By golly, you raise some pretty good points, Caana.  I get the feeling they'll be lost on these young fellers, though.  We keep telling them they should go off and fight for their country, but apparently they're too good to do that. 

Thank you Roy. These young fella's are an unknowing part of the grand illusion being enacted by the hostile forces that i mentioned. That they don't go off and fight, is part of the problem's that ripple out from what has been done.

I read in threads like these, because it give's me insight as to how the mass behavior of the populace is being manipulated, and the result's from it.

None of us will like what the result's of all this bring us, it is going through the different stages of careful congruent point planning{seemingly random event's} which converge at oppertune moment's, to shape the direction's of which everything has transpired from.Yet variable from situation's that constantly change.

To give these guy's some credit though Roy, even though their opinion's are shaped by what they consider evidence, and whatever trend during it their own particular individual feeling's based on belief, bring them to conclusion for themselve's.
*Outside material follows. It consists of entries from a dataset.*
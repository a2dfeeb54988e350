use rayon::prelude::*;

use crate::models::{Statistics, TimeRange, TrendAnalysisResult, TrendData, TrendPoint, TrendSummary};

use super::stats::{describe, elapsed_secs, linear_regression, moving_average};

pub const DEFAULT_MOVING_AVERAGE_PERIOD: usize = 5;

#[derive(Debug, Clone, Copy, PartialEq, Eq)]
enum Metric {
    Dumps,
    Stacks,
    Warnings,
    Errors,
    Ratio,
}

impl Metric {
    const ALL: [Metric; 5] = [
        Metric::Dumps,
        Metric::Stacks,
        Metric::Warnings,
        Metric::Errors,
        Metric::Ratio,
    ];

    fn value(&self, stats: &Statistics) -> f64 {
        match self {
            Metric::Dumps => stats.dumps as f64,
            Metric::Stacks => stats.stacks as f64,
            Metric::Warnings => stats.warnings as f64,
            Metric::Errors => stats.errors as f64,
            Metric::Ratio => stats.ratio,
        }
    }
}

/// Analyze a chronological series of snapshots.
///
/// The five metrics are computed independently on the rayon pool. An empty
/// series gives an empty result.
pub fn analyze(series: &[Statistics], moving_average_period: usize) -> TrendAnalysisResult {
    let (Some(first), Some(last)) = (series.first(), series.last()) else {
        return TrendAnalysisResult::default();
    };

    let mut per_metric: Vec<(Metric, TrendData)> = Metric::ALL
        .par_iter()
        .map(|metric| {
            let points: Vec<TrendPoint> = series
                .iter()
                .map(|stats| TrendPoint {
                    timestamp: stats.timestamp,
                    value: metric.value(stats),
                })
                .collect();
            (*metric, calculate_trend(&points, moving_average_period))
        })
        .collect();

    let mut take = |wanted: Metric| {
        per_metric
            .iter()
            .position(|(metric, _)| *metric == wanted)
            .map(|index| per_metric.swap_remove(index).1)
            .unwrap_or_default()
    };

    TrendAnalysisResult {
        dumps: take(Metric::Dumps),
        stacks: take(Metric::Stacks),
        warnings: take(Metric::Warnings),
        errors: take(Metric::Errors),
        ratio: take(Metric::Ratio),
        time_range: Some(TimeRange {
            start: first.timestamp,
            end: last.timestamp,
        }),
    }
}

/// Moving average, regression line and summary for one metric.
pub fn calculate_trend(points: &[TrendPoint], period: usize) -> TrendData {
    let Some(origin) = points.first().map(|p| p.timestamp) else {
        return TrendData::default();
    };

    let xs: Vec<f64> = points
        .iter()
        .map(|p| elapsed_secs(origin, p.timestamp))
        .collect();
    let ys: Vec<f64> = points.iter().map(|p| p.value).collect();

    let fit = linear_regression(&xs, &ys);
    let trend_line = points
        .iter()
        .zip(&xs)
        .map(|(p, x)| TrendPoint {
            timestamp: p.timestamp,
            value: fit.at(*x),
        })
        .collect();

    let (min, max, average, standard_deviation) = describe(&ys);

    TrendData {
        points: points.to_vec(),
        moving_average: moving_average(points, period),
        trend_line,
        summary: TrendSummary {
            min,
            max,
            average,
            standard_deviation,
            slope: fit.slope,
            r_squared: fit.r_squared,
        },
    }
}
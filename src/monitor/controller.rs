use std::sync::{
    atomic::{AtomicBool, Ordering},
    Arc, Mutex,
};

use log::{info, warn};
use tokio::{
    sync::{broadcast, mpsc, oneshot, watch},
    task::JoinHandle,
    time::{self, Duration},
};
use tokio_util::sync::CancellationToken;

use crate::models::Statistics;

use super::worker::{MonitorCommand, MonitorWorker, Outlets};
use super::{MonitorConfig, MonitorError, MonitorStatus, TriggerSource};

/// How long `dispose` waits for the worker before aborting it.
pub const DISPOSE_TIMEOUT: Duration = Duration::from_secs(5);

const COMMAND_QUEUE: usize = 16;
const BROADCAST_CAPACITY: usize = 256;

struct Shared {
    commands: mpsc::Sender<MonitorCommand>,
    stats_tx: broadcast::Sender<Statistics>,
    errors_tx: broadcast::Sender<String>,
    last_stats: watch::Receiver<Option<Statistics>>,
    status: watch::Receiver<MonitorStatus>,
    source: watch::Receiver<TriggerSource>,
    config: watch::Receiver<MonitorConfig>,
    session: Arc<Mutex<CancellationToken>>,
    disposed: AtomicBool,
    worker: tokio::sync::Mutex<Option<JoinHandle<()>>>,
}

/// Handle to the monitor. Cheap to clone; all clones drive the same worker.
///
/// Statistics and error subscribers receive messages in production order.
/// A subscriber that falls more than the channel capacity behind gets
/// `RecvError::Lagged` and resumes from the oldest retained message.
#[derive(Clone)]
pub struct MonitorController {
    inner: Arc<Shared>,
}

impl MonitorController {
    /// Spawn the worker task. Must be called from within a tokio runtime.
    pub fn new(config: MonitorConfig) -> Self {
        let (commands_tx, commands_rx) = mpsc::channel(COMMAND_QUEUE);
        let (stats_tx, _) = broadcast::channel(BROADCAST_CAPACITY);
        let (errors_tx, _) = broadcast::channel(BROADCAST_CAPACITY);
        let (last_tx, last_rx) = watch::channel(None);
        let (status_tx, status_rx) = watch::channel(MonitorStatus::Stopped);
        let (source_tx, source_rx) = watch::channel(TriggerSource::Idle);
        let (config_tx, config_rx) = watch::channel(config.clone());
        let session = Arc::new(Mutex::new(CancellationToken::new()));

        let worker = MonitorWorker::new(
            config,
            session.clone(),
            Outlets {
                stats_tx: stats_tx.clone(),
                errors_tx: errors_tx.clone(),
                last_tx,
                status_tx,
                source_tx,
                config_tx,
            },
        );
        let handle = tokio::spawn(worker.run(commands_rx));

        Self {
            inner: Arc::new(Shared {
                commands: commands_tx,
                stats_tx,
                errors_tx,
                last_stats: last_rx,
                status: status_rx,
                source: source_rx,
                config: config_rx,
                session,
                disposed: AtomicBool::new(false),
                worker: tokio::sync::Mutex::new(Some(handle)),
            }),
        }
    }

    pub fn subscribe_statistics(&self) -> broadcast::Receiver<Statistics> {
        self.inner.stats_tx.subscribe()
    }

    pub fn subscribe_errors(&self) -> broadcast::Receiver<String> {
        self.inner.errors_tx.subscribe()
    }

    pub fn watch_status(&self) -> watch::Receiver<MonitorStatus> {
        self.inner.status.clone()
    }

    pub fn status(&self) -> MonitorStatus {
        *self.inner.status.borrow()
    }

    pub fn is_monitoring(&self) -> bool {
        self.status() == MonitorStatus::Monitoring
    }

    /// Whether cycles are driven by the file watcher, the polling ticker, or nothing.
    pub fn trigger_source(&self) -> TriggerSource {
        *self.inner.source.borrow()
    }

    pub fn last_stats(&self) -> Option<Statistics> {
        self.inner.last_stats.borrow().clone()
    }

    pub fn config(&self) -> MonitorConfig {
        self.inner.config.borrow().clone()
    }

    pub fn is_disposed(&self) -> bool {
        self.inner.disposed.load(Ordering::SeqCst)
    }

    /// Start monitoring. A no-op when already monitoring.
    ///
    /// Configuration problems are published on the error channel and leave
    /// the monitor stopped; check [`is_monitoring`](Self::is_monitoring).
    pub async fn start(&self) -> Result<(), MonitorError> {
        self.start_with_cancel(CancellationToken::new()).await
    }

    /// Like [`start`](Self::start); cancelling `cancel` before the initial
    /// refresh completes rolls the monitor back to stopped.
    pub async fn start_with_cancel(&self, cancel: CancellationToken) -> Result<(), MonitorError> {
        self.ensure_live()?;
        let (reply, rx) = oneshot::channel();
        self.send(MonitorCommand::Start { cancel, reply }).await?;
        rx.await.map_err(|_| MonitorError::WorkerGone)?
    }

    /// Stop monitoring. A no-op when already stopped.
    pub async fn stop(&self) -> Result<(), MonitorError> {
        self.stop_with_cancel(CancellationToken::new()).await
    }

    /// Like [`stop`](Self::stop). Cancelling `cancel` only stops the wait;
    /// the stop itself still goes through.
    pub async fn stop_with_cancel(&self, cancel: CancellationToken) -> Result<(), MonitorError> {
        self.ensure_live()?;
        self.cancel_session();

        let (reply, rx) = oneshot::channel();
        self.send(MonitorCommand::Stop { reply }).await?;
        tokio::select! {
            acked = rx => acked.map_err(|_| MonitorError::WorkerGone),
            _ = cancel.cancelled() => Err(MonitorError::Cancelled),
        }
    }

    /// Swap the configuration, restarting when currently monitoring.
    pub async fn update_configuration(&self, config: MonitorConfig) -> Result<(), MonitorError> {
        self.ensure_live()?;
        if self.is_monitoring() {
            self.cancel_session();
        }
        let (reply, rx) = oneshot::channel();
        self.send(MonitorCommand::UpdateConfig { config, reply }).await?;
        rx.await.map_err(|_| MonitorError::WorkerGone)
    }

    /// Re-parse the whole file and publish the result if it changed.
    ///
    /// Returns `Ok(None)` when the refresh failed; the reason goes to the
    /// error channel.
    pub async fn force_update(&self) -> Result<Option<Statistics>, MonitorError> {
        self.force_update_with_cancel(CancellationToken::new()).await
    }

    pub async fn force_update_with_cancel(
        &self,
        cancel: CancellationToken,
    ) -> Result<Option<Statistics>, MonitorError> {
        self.ensure_live()?;
        let (reply, rx) = oneshot::channel();
        self.send(MonitorCommand::ForceUpdate { cancel, reply }).await?;
        rx.await.map_err(|_| MonitorError::WorkerGone)?
    }

    /// Stop monitoring and release the worker. Safe to call more than once.
    ///
    /// Waits at most [`DISPOSE_TIMEOUT`] for the worker to finish, then aborts it.
    pub async fn dispose(&self) {
        if self.inner.disposed.swap(true, Ordering::SeqCst) {
            return;
        }

        self.cancel_session();
        let deadline = time::Instant::now() + DISPOSE_TIMEOUT;
        // A closed queue means the worker is already gone.
        if time::timeout_at(deadline, self.inner.commands.send(MonitorCommand::Shutdown))
            .await
            .is_err()
        {
            warn!("monitor command queue stayed full; shutdown not delivered");
        }

        let Some(mut handle) = self.inner.worker.lock().await.take() else {
            return;
        };

        match time::timeout_at(deadline, &mut handle).await {
            Ok(_) => info!("monitor disposed"),
            Err(_) => {
                warn!(
                    "monitor worker did not stop within {:?}; aborting",
                    DISPOSE_TIMEOUT
                );
                handle.abort();
            }
        }
    }

    fn ensure_live(&self) -> Result<(), MonitorError> {
        if self.is_disposed() {
            Err(MonitorError::Disposed)
        } else {
            Ok(())
        }
    }

    async fn send(&self, command: MonitorCommand) -> Result<(), MonitorError> {
        self.inner
            .commands
            .send(command)
            .await
            .map_err(|_| MonitorError::WorkerGone)
    }

    fn cancel_session(&self) {
        match self.inner.session.lock() {
            Ok(guard) => guard.cancel(),
            Err(poisoned) => poisoned.into_inner().cancel(),
        }
    }
}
They are'nt subversive or stupid, just need to wake up a little further then they already have, by reconizing some of the element's as they have, and you got to admit, as a source of speclative knowledge, they are superb.

They think they control the direction's and behavior's of themselve's, but are directed in their action's by what they percieve to be going on around them. They think they have free will, which is defined by choice here. That all those choice's that make up free will defined by that, are already prearranged, has never accurred to the majority of the populace, at least not to the extent they are being run by it all.

There are layer's within layer's in everything going on, from the individual viewpoint up, all of it defined by what we are programmed with by those who really control the world. And are playing us all like a harp. I understand these guy's, and i won't infer anything about them.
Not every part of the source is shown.